§ AIM OF THE TASK
Pull out every line below that holds the word "info".

(Stored data entries)
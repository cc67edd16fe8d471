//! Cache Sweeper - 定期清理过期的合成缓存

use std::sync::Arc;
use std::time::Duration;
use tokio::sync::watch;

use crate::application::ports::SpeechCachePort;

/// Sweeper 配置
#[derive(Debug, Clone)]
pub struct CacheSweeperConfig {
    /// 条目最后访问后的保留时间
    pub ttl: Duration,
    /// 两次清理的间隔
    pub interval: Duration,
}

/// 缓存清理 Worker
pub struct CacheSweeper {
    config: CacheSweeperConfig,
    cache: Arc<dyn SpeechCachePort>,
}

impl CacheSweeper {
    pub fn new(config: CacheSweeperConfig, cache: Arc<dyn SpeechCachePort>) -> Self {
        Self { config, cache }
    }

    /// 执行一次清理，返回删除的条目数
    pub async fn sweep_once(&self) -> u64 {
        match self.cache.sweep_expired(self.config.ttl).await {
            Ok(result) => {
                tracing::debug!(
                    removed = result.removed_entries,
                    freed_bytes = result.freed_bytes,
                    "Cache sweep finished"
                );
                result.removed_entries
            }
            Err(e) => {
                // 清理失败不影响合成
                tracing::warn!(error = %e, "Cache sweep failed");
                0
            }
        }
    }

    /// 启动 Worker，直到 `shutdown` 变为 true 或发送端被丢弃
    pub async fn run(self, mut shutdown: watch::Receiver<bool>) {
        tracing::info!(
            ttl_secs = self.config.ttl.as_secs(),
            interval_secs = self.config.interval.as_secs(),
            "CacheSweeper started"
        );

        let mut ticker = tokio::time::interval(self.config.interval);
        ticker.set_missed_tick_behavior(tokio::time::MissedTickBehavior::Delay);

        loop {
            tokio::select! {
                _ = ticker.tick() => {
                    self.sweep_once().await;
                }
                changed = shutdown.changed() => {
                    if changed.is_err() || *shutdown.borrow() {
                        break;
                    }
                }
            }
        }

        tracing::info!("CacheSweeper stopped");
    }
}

§ WRITTEN ANSWER
        tracing::info!(
        tracing::info!("CacheSweeper stopped");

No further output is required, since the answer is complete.